The Biden administration needs to implement such reductions lest shrinking force structures cause strains on personnel and material. However, its desire to exert global leadership and engage with partners and allies, themes that permeate both national security strategy and the national defense strategy, will make such reductions difficult, even if the world cooperates by easing the level of crises.

Possible Restructure in NATO

In two places, the NDS discusses a possible restructuring of U.S. forces in NATO. On page 10, it says, “Over time, the Department will focus on enhancing denial capabilities and key enablers in NATO’s force planning, while NATO Allies seek to bolster their conventional warfighting capabilities.” Page 13 makes a similar statement: "In Europe, our posture will focus on command-and-control, fires, and key enablers that complement our NATO Allies’ capabilities and strengthen deterrence by increasing combat credibility.”

Taken literally, this means that the United States would reduce its combat brigades in Europe and focus on “enablers,” which are supporting capabilities like mobility, logistics, intelligence, and fire support. From a force planning perspective, this makes sense since NATO countries have a lot of combat units and typically underinvest in enablers. However, if implemented widely, it would mark a major political change in NATO, with the Europeans increasingly in charge and the United States in support. From a military perspective, it is unclear whether NATO countries will improve the readiness of their combat units so they have the same capability and deployability as U.S. units.

Strategic Readiness

There is a vague statement that DOD is considering changing how it thinks about readiness: “The Department is establishing a new framework for strategic readiness, enabling a more comprehensive, data-driven assessment and reporting of readiness to ensure greater alignment with NDS priorities.” Measuring readiness has been a long-standing issue in DOD. The classic definition is “the capability of a unit/formation, ship, weapon system, or equipment to perform the missions or functions for which it is organized or designed.” For units, readiness includes personnel fill, training proficiency, and equipment availability. Many argue that attention should focus on force capability , which includes modernization, and not just readiness. Others ask, readiness for what? They argue that DOD should measure the readiness against a unit's missions, not against an arbitrary standard.

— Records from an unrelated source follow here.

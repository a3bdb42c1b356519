use std::{path::PathBuf, time::Duration};

/// Core error type for the bot runtime.
///
/// Startup-time variants are fatal (the process refuses to start); everything
/// raised inside the poll loop is isolated to the iteration or handler that
/// produced it.
#[derive(Debug, thiserror::Error)]
pub enum Error {
    #[error("config error: {0}")]
    Config(String),

    #[error("duplicate command registration: /{name}")]
    DuplicateCommand { name: String },

    #[error("corrupt status snapshot {path}: {source}")]
    CorruptStatus {
        path: PathBuf,
        #[source]
        source: serde_json::Error,
    },

    #[error("transport error: {0}")]
    Transport(String),

    #[error("handler error: {0}")]
    Handler(String),

    #[error("handler timed out after {0:?}")]
    HandlerTimeout(Duration),

    #[error("failed to persist status to {path}: {source}")]
    StatusPersist {
        path: PathBuf,
        #[source]
        source: std::io::Error,
    },

    #[error("i/o error: {0}")]
    Io(#[from] std::io::Error),

    #[error("json error: {0}")]
    Json(#[from] serde_json::Error),
}

impl Error {
    /// Configuration problems detected while wiring the bot together.
    pub fn is_configuration(&self) -> bool {
        matches!(self, Error::Config(_) | Error::DuplicateCommand { .. })
    }

    /// Errors that must abort startup rather than be retried by the loop.
    pub fn is_fatal(&self) -> bool {
        self.is_configuration() || matches!(self, Error::CorruptStatus { .. })
    }
}

pub type Result<T> = std::result::Result<T, Error>;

The problem with readiness, at least as classically defined, is that it is expensive and perishable. It is expensive because personnel need training at all levels, from the individual to the highest echelon if they are to function as intended, units need to possess all their equipment, and equipment needs continuous maintenance if it is to be available. Readiness is perishable because materiel conditions degrade over time if not constantly attended to, and personnel turnover—thus, units need continuous refresher training.

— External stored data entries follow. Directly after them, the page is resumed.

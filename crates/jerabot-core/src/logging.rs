//! Logging setup: a console sink plus an optional sink that forwards
//! INFO-and-above events to the admins' chats through the transport.

use std::{fmt::Write as _, sync::Arc};

use tokio::sync::mpsc;
use tokio_util::sync::CancellationToken;
use tracing::{
    field::{Field, Visit},
    Event, Level, Subscriber,
};
use tracing_subscriber::{
    fmt, layer::Context, prelude::*, registry::LookupSpan, EnvFilter, Layer,
};

use crate::{domain::UserId, errors::Error, messaging::port::Transport, Result};

/// Target used by the forwarding machinery; events with it are never forwarded.
pub const FORWARD_TARGET: &str = "jerabot::log_forward";

/// Initialize logging for the bot.
///
/// `RUST_LOG` overrides the default filter (info for everything).
pub fn init(service_name: &str, forward: Option<AdminForwardLayer>) -> Result<()> {
    let filter = EnvFilter::try_from_default_env().unwrap_or_else(|_| {
        EnvFilter::new(format!(
            "info,jerabot=info,jerabot_core=info,jerabot_telegram=info,{service_name}=info"
        ))
    });

    tracing_subscriber::registry()
        .with(filter)
        .with(fmt::layer().with_target(false).with_ansi(true))
        .with(forward)
        .try_init()
        .map_err(|e| Error::Config(format!("failed to install log subscriber: {e}")))?;

    Ok(())
}

/// A log line captured for forwarding.
#[derive(Clone, Debug, PartialEq, Eq)]
pub struct LogRecord {
    pub level: Level,
    pub channel: String,
    pub message: String,
}

impl LogRecord {
    pub fn render(&self) -> String {
        format!("[{}] {}: {}", self.level, self.channel, self.message)
    }
}

/// `tracing` layer that copies events at or above `min_level` onto a channel.
pub struct AdminForwardLayer {
    min_level: Level,
    tx: mpsc::UnboundedSender<LogRecord>,
}

impl AdminForwardLayer {
    pub fn new(min_level: Level) -> (Self, mpsc::UnboundedReceiver<LogRecord>) {
        let (tx, rx) = mpsc::unbounded_channel();
        (Self { min_level, tx }, rx)
    }
}

impl<S> Layer<S> for AdminForwardLayer
where
    S: Subscriber + for<'a> LookupSpan<'a>,
{
    fn on_event(&self, event: &Event<'_>, _ctx: Context<'_, S>) {
        let meta = event.metadata();
        // tracing orders levels by verbosity: ERROR < WARN < INFO < DEBUG.
        if *meta.level() > self.min_level || meta.target().starts_with(FORWARD_TARGET) {
            return;
        }

        let mut visitor = MessageVisitor::default();
        event.record(&mut visitor);

        let _ = self.tx.send(LogRecord {
            level: *meta.level(),
            channel: meta.target().to_string(),
            message: visitor.finish(),
        });
    }
}

#[derive(Default)]
struct MessageVisitor {
    message: String,
    fields: String,
}

impl MessageVisitor {
    fn finish(self) -> String {
        if self.fields.is_empty() {
            return self.message;
        }
        format!("{} ({})", self.message, self.fields.trim_start())
    }
}

impl Visit for MessageVisitor {
    fn record_str(&mut self, field: &Field, value: &str) {
        if field.name() == "message" {
            self.message = value.to_string();
        } else {
            let _ = write!(self.fields, " {}={}", field.name(), value);
        }
    }

    fn record_debug(&mut self, field: &Field, value: &dyn std::fmt::Debug) {
        if field.name() == "message" {
            self.message = format!("{value:?}");
        } else {
            let _ = write!(self.fields, " {}={:?}", field.name(), value);
        }
    }
}

/// Delivers forwarded log records to every admin chat, best-effort.
pub struct AdminLogForwarder {
    rx: mpsc::UnboundedReceiver<LogRecord>,
    transport: Arc<dyn Transport>,
    admins: Vec<UserId>,
}

impl AdminLogForwarder {
    pub fn new(
        rx: mpsc::UnboundedReceiver<LogRecord>,
        transport: Arc<dyn Transport>,
        admins: Vec<UserId>,
    ) -> Self {
        Self {
            rx,
            transport,
            admins,
        }
    }

    pub async fn run(mut self, cancel: CancellationToken) {
        loop {
            let record = tokio::select! {
                _ = cancel.cancelled() => break,
                rec = self.rx.recv() => match rec {
                    Some(r) => r,
                    None => break,
                },
            };
            self.deliver(&record).await;
        }
    }

    async fn deliver(&self, record: &LogRecord) {
        let text = record.render();
        for admin in &self.admins {
            // Admins talk to the bot privately, so their user id is their chat id.
            let chat = crate::domain::ChatId(admin.0);
            if let Err(e) = self.transport.send(chat, &text).await {
                tracing::debug!(target: FORWARD_TARGET, admin = %admin, error = %e, "log forward failed");
            }
        }
    }
}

Thus, however attractive readiness might be, administrations and the military services often want to reduce the cost while remaining aligned with strategy. The NDS may be signaling an effort to do that. Past efforts have gone under such names as “tiered readiness” or “focused readiness.” The problem is that lower readiness makes forces and equipment look shabby and low-quality regardless of the nomenclature or strategic rationale. That causes both military and political issues for the administration.

Unanswered Questions

There is a lot an outside analyst would like to know. What is the force sizing construct? The Trump administration said it was one major conflict and “deterring” a second conflict. It is not clear how the demonstration is sizing its forces. What size are the services aiming for? Budget documents give some indication, as indicated earlier, but budget numbers are not necessarily long-term strategic goals. It may be that the classified version of the NDS, which went to Congress in the spring, has answers to all these questions. However, that does not help the public discussion about defense and strategy. Such are the frustrations of outside analysts who no longer have a security clearance.